Woke up with a fever of 98.9 (temp is never that high)...took an hpt after feeling kinda hopeful and BFN. Uhg. I don't know how many dpo I am but feeling let down. Moving on to IUI next cycle and feeling pretty depressed that I wasn't able to conceive naturally. Maybe someday.


----------



## BelleNuit

I'm sorry Ask. I'm almost 100% positive that we'll have to go down the IUI route and I'm also feeling depressed that we couldn't conceive naturally. Even using fertility meds feels like a failure of sorts to me :( I know I shouldn't see it that way, and I don't mean any disrespect to ladies who need fertility meds to ovulate. Its just that I was able to ovulate naturally before, and nothing is wrong, so I feel like I shouldn't need help. My body should just friggen do what its supposed to. I haven't told my family that we've started using fertility drugs (aside from my grandmother who struggled with infertility for years herself), and I likely won't tell anybody at all if we decide to do IUI. The way my child (if i ever have one) was conceived is nobody's business.


----------



## LoveCousar

Four - what cycle day are you on? & what type of OPK do you use? I'm so excited for you!

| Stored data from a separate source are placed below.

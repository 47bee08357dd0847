//! Gemeinsame Typen fuer Peerline
//!
//! Die Call-ID verwendet das Newtype-Pattern, damit sie nicht mit anderen
//! UUIDs verwechselt werden kann. Der Verbindungsstatus beschreibt nur die
//! Transport-Ebene und sagt nichts ueber den Verhandlungszustand aus.

use serde::{Deserialize, Serialize};
use uuid::Uuid;

/// Eindeutige ID einer Call-Session (fuer Log-Korrelation)
#[derive(Debug, Clone, Copy, PartialEq, Eq, Hash, Serialize, Deserialize)]
pub struct CallId(pub Uuid);

impl CallId {
    /// Erstellt eine neue zufaellige CallId
    pub fn new() -> Self {
        Self(Uuid::new_v4())
    }

    /// Gibt die innere UUID zurueck
    pub fn inner(&self) -> Uuid {
        self.0
    }
}

impl Default for CallId {
    fn default() -> Self {
        Self::new()
    }
}

impl std::fmt::Display for CallId {
    fn fmt(&self, f: &mut std::fmt::Formatter<'_>) -> std::fmt::Result {
        write!(f, "call:{}", self.0)
    }
}

/// Status der Signaling-Verbindung (nur Transport-Ebene)
#[derive(Debug, Clone, Copy, PartialEq, Eq)]
pub enum VerbindungsStatus {
    /// TCP-Verbindung zum Signaling-Server steht
    Verbunden,
    /// Keine Verbindung (initial oder nach Trennung)
    Getrennt,
}

impl std::fmt::Display for VerbindungsStatus {
    fn fmt(&self, f: &mut std::fmt::Formatter<'_>) -> std::fmt::Result {
        match self {
            VerbindungsStatus::Verbunden => write!(f, "verbunden"),
            VerbindungsStatus::Getrennt => write!(f, "getrennt"),
        }
    }
}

Have you ever gotten a + OPK before??

So I got a blazing positive on CD 15, negative CD 16, CD 17 & this morning CD 18, I got another positive OPK on Wondfo & high fertility (smiley flash face) on CB test. Sigh, I really don't think it's gonna work again. I think I will gear up many times to ovulate but not actually release an egg. I had so many false positives last cycle it was sickening unless I ovulate later than my CD 21 blood test.


----------



## Four2Five

I'm on cd 16, this is my first + OPK while TTC #3! I do have pcos but hate metformin and the way it makes me feel so I quit taking it when I got pregnant with dd #2 I'm using the wondfo OPK's from Amazon :) 

I'm trying to get my OPK pic to load but have really bad service so it keeps failing...I hope it's a true + I keep second guessing myself lol also my temp took a drastic drop this morning which is also what happened when I got preg with #2 right before O so I'm hopeful it will jump tomorrow!! 

Hopefully this works!

9pm yesterday
https://i66.tinypic.com/654cqc.jpg
Noon today!!
https://i64.tinypic.com/2wdq3i9.jpg


----------



## LoveCousar

Four - That looks so promising!! FX that this is the cycle for you <3


----------



## Ask4joy

Four - there's your blazing positive! Yay!

Love - so sorry that you are going through that and feeling frustrated. Hoping you find something that works soon and I'm sure after that you'll be pregnant in a few months time!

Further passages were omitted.